═══ Information shown ═══

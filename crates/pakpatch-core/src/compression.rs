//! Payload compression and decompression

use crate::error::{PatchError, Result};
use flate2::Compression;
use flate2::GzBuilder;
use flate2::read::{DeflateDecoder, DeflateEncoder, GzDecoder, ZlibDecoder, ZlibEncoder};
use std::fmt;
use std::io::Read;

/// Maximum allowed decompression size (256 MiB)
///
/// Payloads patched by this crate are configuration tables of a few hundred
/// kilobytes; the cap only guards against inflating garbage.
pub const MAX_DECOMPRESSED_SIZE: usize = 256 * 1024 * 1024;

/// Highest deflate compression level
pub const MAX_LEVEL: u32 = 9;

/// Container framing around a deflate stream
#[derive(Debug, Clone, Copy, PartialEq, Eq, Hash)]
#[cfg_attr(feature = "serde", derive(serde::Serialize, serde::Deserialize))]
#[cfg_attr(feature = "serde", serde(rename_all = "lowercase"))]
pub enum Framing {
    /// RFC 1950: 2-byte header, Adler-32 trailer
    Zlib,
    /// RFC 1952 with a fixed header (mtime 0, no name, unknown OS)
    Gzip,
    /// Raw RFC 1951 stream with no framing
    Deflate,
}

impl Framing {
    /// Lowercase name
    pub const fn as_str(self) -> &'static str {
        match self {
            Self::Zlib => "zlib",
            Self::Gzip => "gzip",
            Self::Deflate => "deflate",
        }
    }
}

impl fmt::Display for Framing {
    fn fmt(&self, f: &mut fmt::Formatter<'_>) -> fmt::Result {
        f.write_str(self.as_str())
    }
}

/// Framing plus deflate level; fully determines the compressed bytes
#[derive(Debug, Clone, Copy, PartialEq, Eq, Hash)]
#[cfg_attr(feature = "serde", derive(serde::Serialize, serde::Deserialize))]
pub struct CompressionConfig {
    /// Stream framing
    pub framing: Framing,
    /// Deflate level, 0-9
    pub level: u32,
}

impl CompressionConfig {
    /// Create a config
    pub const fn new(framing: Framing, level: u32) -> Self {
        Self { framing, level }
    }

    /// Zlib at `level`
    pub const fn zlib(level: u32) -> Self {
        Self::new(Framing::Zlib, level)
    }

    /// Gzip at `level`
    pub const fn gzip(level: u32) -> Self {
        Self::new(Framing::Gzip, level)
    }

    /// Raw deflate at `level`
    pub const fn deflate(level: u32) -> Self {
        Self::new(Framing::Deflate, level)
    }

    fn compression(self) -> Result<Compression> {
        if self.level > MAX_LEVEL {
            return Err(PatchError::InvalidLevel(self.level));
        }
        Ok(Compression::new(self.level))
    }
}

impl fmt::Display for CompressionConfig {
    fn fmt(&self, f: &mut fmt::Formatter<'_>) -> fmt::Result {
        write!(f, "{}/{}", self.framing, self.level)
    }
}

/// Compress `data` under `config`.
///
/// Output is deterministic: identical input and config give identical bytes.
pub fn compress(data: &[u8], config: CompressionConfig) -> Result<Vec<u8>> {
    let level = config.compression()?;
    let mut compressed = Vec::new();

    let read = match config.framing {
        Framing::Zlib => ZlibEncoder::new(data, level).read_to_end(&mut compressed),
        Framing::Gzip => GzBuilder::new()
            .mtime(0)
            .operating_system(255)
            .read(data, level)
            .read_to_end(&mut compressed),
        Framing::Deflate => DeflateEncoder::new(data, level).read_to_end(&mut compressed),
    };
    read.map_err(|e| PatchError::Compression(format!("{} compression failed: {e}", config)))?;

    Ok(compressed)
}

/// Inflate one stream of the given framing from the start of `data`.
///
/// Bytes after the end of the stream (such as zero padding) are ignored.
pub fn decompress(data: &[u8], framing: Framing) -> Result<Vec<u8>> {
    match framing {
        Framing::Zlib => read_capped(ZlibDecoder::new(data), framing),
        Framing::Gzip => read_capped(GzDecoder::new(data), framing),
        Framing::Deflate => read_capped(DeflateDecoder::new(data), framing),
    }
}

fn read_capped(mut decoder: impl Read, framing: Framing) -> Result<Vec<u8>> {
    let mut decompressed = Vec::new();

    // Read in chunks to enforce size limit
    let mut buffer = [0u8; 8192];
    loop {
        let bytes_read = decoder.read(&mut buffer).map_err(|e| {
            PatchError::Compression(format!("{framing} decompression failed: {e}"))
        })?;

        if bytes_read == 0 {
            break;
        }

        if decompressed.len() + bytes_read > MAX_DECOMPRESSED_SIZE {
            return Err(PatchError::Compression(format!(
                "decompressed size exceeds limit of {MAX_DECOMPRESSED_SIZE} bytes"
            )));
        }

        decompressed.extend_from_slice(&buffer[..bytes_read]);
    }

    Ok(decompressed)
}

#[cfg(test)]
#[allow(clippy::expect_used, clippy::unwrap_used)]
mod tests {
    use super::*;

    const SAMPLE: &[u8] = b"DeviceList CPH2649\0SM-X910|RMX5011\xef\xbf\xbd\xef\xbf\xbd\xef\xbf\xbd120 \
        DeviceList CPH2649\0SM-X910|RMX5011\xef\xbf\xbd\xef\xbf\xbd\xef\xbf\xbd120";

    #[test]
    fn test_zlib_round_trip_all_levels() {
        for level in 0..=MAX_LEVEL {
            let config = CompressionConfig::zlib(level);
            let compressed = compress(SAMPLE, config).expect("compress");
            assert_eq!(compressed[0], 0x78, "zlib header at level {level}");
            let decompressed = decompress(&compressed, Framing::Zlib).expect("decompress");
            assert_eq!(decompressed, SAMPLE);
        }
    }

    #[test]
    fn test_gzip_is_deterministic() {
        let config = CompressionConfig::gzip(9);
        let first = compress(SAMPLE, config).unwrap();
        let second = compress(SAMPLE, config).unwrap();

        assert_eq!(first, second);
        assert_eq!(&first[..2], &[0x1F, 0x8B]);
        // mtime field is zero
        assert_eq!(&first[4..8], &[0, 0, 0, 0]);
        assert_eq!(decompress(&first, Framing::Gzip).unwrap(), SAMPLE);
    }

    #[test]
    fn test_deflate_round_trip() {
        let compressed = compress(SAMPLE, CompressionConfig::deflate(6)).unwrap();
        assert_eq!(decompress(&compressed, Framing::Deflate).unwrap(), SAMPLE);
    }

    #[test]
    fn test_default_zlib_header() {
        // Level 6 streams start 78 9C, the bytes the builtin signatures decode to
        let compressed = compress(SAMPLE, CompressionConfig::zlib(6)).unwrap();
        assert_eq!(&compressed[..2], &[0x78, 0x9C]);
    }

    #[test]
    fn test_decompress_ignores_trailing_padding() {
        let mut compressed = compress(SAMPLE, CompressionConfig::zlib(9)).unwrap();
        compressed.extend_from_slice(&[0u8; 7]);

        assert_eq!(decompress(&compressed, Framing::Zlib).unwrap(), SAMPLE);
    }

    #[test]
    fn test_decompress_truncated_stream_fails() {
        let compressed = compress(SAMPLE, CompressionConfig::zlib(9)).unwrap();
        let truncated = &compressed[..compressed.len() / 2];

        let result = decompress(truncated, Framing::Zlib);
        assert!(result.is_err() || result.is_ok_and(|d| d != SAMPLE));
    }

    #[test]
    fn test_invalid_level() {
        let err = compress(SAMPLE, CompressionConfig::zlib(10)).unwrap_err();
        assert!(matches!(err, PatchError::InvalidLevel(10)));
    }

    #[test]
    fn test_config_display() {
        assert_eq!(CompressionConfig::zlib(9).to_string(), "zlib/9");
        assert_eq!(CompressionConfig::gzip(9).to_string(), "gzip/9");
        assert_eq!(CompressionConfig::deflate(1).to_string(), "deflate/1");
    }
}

═══

**Task instructions:**
Would you please write out the entire listing exactly?

**Answer for this exercise:**
filename crates/pakpatch-core/src/compression.rs
//! Payload compression and decompression

use crate::error::{PatchError, Result};
use flate2::Compression;
use flate2::GzBuilder;
use flate2::read::{DeflateDecoder, DeflateEncoder, GzDecoder, ZlibDecoder, ZlibEncoder};
use std::fmt;
use std::io::Read;

/// Maximum allowed decompression size (256 MiB)
///
/// Payloads patched by this crate are configuration tables of a few hundred
/// kilobytes; the cap only guards against inflating garbage.
pub const MAX_DECOMPRESSED_SIZE: usize = 256 * 1024 * 1024;

/// Highest deflate compression level
pub const MAX_LEVEL: u32 = 9;

/// Container framing around a deflate stream
#[derive(Debug, Clone, Copy, PartialEq, Eq, Hash)]
#[cfg_attr(feature = "serde", derive(serde::Serialize, serde::Deserialize))]
#[cfg_attr(feature = "serde", serde(rename_all = "lowercase"))]
pub enum Framing {
    /// RFC 1950: 2-byte header, Adler-32 trailer
    Zlib,
    /// RFC 1952 with a fixed header (mtime 0, no name, unknown OS)
    Gzip,
    /// Raw RFC 1951 stream with no framing
    Deflate,
}

impl Framing {
    /// Lowercase name
    pub const fn as_str(self) -> &'static str {
        match self {
            Self::Zlib => "zlib",
            Self::Gzip => "gzip",
            Self::Deflate => "deflate",
        }
    }
}

impl fmt::Display for Framing {
    fn fmt(&self, f: &mut fmt::Formatter<'_>) -> fmt::Result {
        f.write_str(self.as_str())
    }
}

/// Framing plus deflate level; fully determines the compressed bytes
#[derive(Debug, Clone, Copy, PartialEq, Eq, Hash)]
#[cfg_attr(feature = "serde", derive(serde::Serialize, serde::Deserialize))]
pub struct CompressionConfig {
    /// Stream framing
    pub framing: Framing,
    /// Deflate level, 0-9
    pub level: u32,
}

impl CompressionConfig {
    /// Create a config
    pub const fn new(framing: Framing, level: u32) -> Self {
        Self { framing, level }
    }

    /// Zlib at `level`
    pub const fn zlib(level: u32) -> Self {
        Self::new(Framing::Zlib, level)
    }

    /// Gzip at `level`
    pub const fn gzip(level: u32) -> Self {
        Self::new(Framing::Gzip, level)
    }

    /// Raw deflate at `level`
    pub const fn deflate(level: u32) -> Self {
        Self::new(Framing::Deflate, level)
    }

    fn compression(self) -> Result<Compression> {
        if self.level > MAX_LEVEL {
            return Err(PatchError::InvalidLevel(self.level));
        }
        Ok(Compression::new(self.level))
    }
}

impl fmt::Display for CompressionConfig {
    fn fmt(&self, f: &mut fmt::Formatter<'_>) -> fmt::Result {
        write!(f, "{}/{}", self.framing, self.level)
    }
}

/// Compress `data` under `config`.
///
/// Output is deterministic: identical input and config give identical bytes.
pub fn compress(data: &[u8], config: CompressionConfig) -> Result<Vec<u8>> {
    let level = config.compression()?;
    let mut compressed = Vec::new();

    let read = match config.framing {
        Framing::Zlib => ZlibEncoder::new(data, level).read_to_end(&mut compressed),
        Framing::Gzip => GzBuilder::new()
            .mtime(0)
            .operating_system(255)
            .read(data, level)
            .read_to_end(&mut compressed),
        Framing::Deflate => DeflateEncoder::new(data, level).read_to_end(&mut compressed),
    };
    read.map_err(|e| PatchError::Compression(format!("{} compression failed: {e}", config)))?;

    Ok(compressed)
}

/// Inflate one stream of the given framing from the start of `data`.
///
/// Bytes after the end of the stream (such as zero padding) are ignored.
pub fn decompress(data: &[u8], framing: Framing) -> Result<Vec<u8>> {
    match framing {
        Framing::Zlib => read_capped(ZlibDecoder::new(data), framing),
        Framing::Gzip => read_capped(GzDecoder::new(data), framing),
        Framing::Deflate => read_capped(DeflateDecoder::new(data), framing),
    }
}

fn read_capped(mut decoder: impl Read, framing: Framing) -> Result<Vec<u8>> {
    let mut decompressed = Vec::new();

    // Read in chunks to enforce size limit
    let mut buffer = [0u8; 8192];
    loop {
        let bytes_read = decoder.read(&mut buffer).map_err(|e| {
            PatchError::Compression(format!("{framing} decompression failed: {e}"))
        })?;

        if bytes_read == 0 {
            break;
        }

        if decompressed.len() + bytes_read > MAX_DECOMPRESSED_SIZE {
            return Err(PatchError::Compression(format!(
                "decompressed size exceeds limit of {MAX_DECOMPRESSED_SIZE} bytes"
            )));
        }

        decompressed.extend_from_slice(&buffer[..bytes_read]);
    }

    Ok(decompressed)
}

#[cfg(test)]
#[allow(clippy::expect_used, clippy::unwrap_used)]
mod tests {
    use super::*;

    const SAMPLE: &[u8] = b"DeviceList CPH2649\0SM-X910|RMX5011\xef\xbf\xbd\xef\xbf\xbd\xef\xbf\xbd120 \
        DeviceList CPH2649\0SM-X910|RMX5011\xef\xbf\xbd\xef\xbf\xbd\xef\xbf\xbd120";

    #[test]
    fn test_zlib_round_trip_all_levels() {
        for level in 0..=MAX_LEVEL {
            let config = CompressionConfig::zlib(level);
            let compressed = compress(SAMPLE, config).expect("compress");
            assert_eq!(compressed[0], 0x78, "zlib header at level {level}");
            let decompressed = decompress(&compressed, Framing::Zlib).expect("decompress");
            assert_eq!(decompressed, SAMPLE);
        }
    }

    #[test]
    fn test_gzip_is_deterministic() {
        let config = CompressionConfig::gzip(9);
        let first = compress(SAMPLE, config).unwrap();
        let second = compress(SAMPLE, config).unwrap();

        assert_eq!(first, second);
        assert_eq!(&first[..2], &[0x1F, 0x8B]);
        // mtime field is zero
        assert_eq!(&first[4..8], &[0, 0, 0, 0]);
        assert_eq!(decompress(&first, Framing::Gzip).unwrap(), SAMPLE);
    }

    #[test]
    fn test_deflate_round_trip() {
        let compressed = compress(SAMPLE, CompressionConfig::deflate(6)).unwrap();
        assert_eq!(decompress(&compressed, Framing::Deflate).unwrap(), SAMPLE);
    }

    #[test]
    fn test_default_zlib_header() {
        // Level 6 streams start 78 9C, the bytes the builtin signatures decode to
        let compressed = compress(SAMPLE, CompressionConfig::zlib(6)).unwrap();
        assert_eq!(&compressed[..2], &[0x78, 0x9C]);
    }

    #[test]
    fn test_decompress_ignores_trailing_padding() {
        let mut compressed = compress(SAMPLE, CompressionConfig::zlib(9)).unwrap();
        compressed.extend_from_slice(&[0u8; 7]);

        assert_eq!(decompress(&compressed, Framing::Zlib).unwrap(), SAMPLE);
    }

    #[test]
    fn test_decompress_truncated_stream_fails() {
        let compressed = compress(SAMPLE, CompressionConfig::zlib(9)).unwrap();
        let truncated = &compressed[..compressed.len() / 2];

        let result = decompress(truncated, Framing::Zlib);
        assert!(result.is_err() || result.is_ok_and(|d| d != SAMPLE));
    }

    #[test]
    fn test_invalid_level() {
        let err = compress(SAMPLE, CompressionConfig::zlib(10)).unwrap_err();
        assert!(matches!(err, PatchError::InvalidLevel(10)));
    }

    #[test]
    fn test_config_display() {
        assert_eq!(CompressionConfig::zlib(9).to_string(), "zlib/9");
        assert_eq!(CompressionConfig::gzip(9).to_string(), "gzip/9");
        assert_eq!(CompressionConfig::deflate(1).to_string(), "deflate/1");
    }
}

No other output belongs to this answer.